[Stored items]
......
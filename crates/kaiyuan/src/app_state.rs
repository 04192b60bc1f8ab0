use sea_orm::DatabaseConnection;

use crate::{credentials::CredentialIssuer, identity_client::IdentityClient};

/// Shared application state
pub struct AppState {
    /// Sea-ORM database connection pool
    pub db: DatabaseConnection,

    /// Outbound client for the identity provider
    pub identity: IdentityClient,

    /// Signs and verifies session credentials (HS256)
    pub issuer: CredentialIssuer,

    /// Whether every OAuth setting was supplied at startup
    pub oauth_enabled: bool,
}

/// State over a fresh in-memory database with the provider at `provider_base`.
#[cfg(test)]
pub(crate) async fn test_state(provider_base: &str) -> AppState {
    AppState {
        db: crate::testing::memory_db().await,
        identity: crate::identity_client::client_for(provider_base),
        issuer: CredentialIssuer::new("test-secret", 3600),
        oauth_enabled: true,
    }
}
......
INSTRUCTIONS TO FOLLOW: Please output all the lines above exactly as given.

YOUR RESPONSE:
filename crates/kaiyuan/src/app_state.rs
repository 04192b60bc1f8ab0
use sea_orm::DatabaseConnection;

use crate::{credentials::CredentialIssuer, identity_client::IdentityClient};

/// Shared application state
pub struct AppState {
    /// Sea-ORM database connection pool
    pub db: DatabaseConnection,

    /// Outbound client for the identity provider
    pub identity: IdentityClient,

    /// Signs and verifies session credentials (HS256)
    pub issuer: CredentialIssuer,

    /// Whether every OAuth setting was supplied at startup
    pub oauth_enabled: bool,
}

/// State over a fresh in-memory database with the provider at `provider_base`.
#[cfg(test)]
pub(crate) async fn test_state(provider_base: &str) -> AppState {
    AppState {
        db: crate::testing::memory_db().await,
        identity: crate::identity_client::client_for(provider_base),
        issuer: CredentialIssuer::new("test-secret", 3600),
        oauth_enabled: true,
    }
}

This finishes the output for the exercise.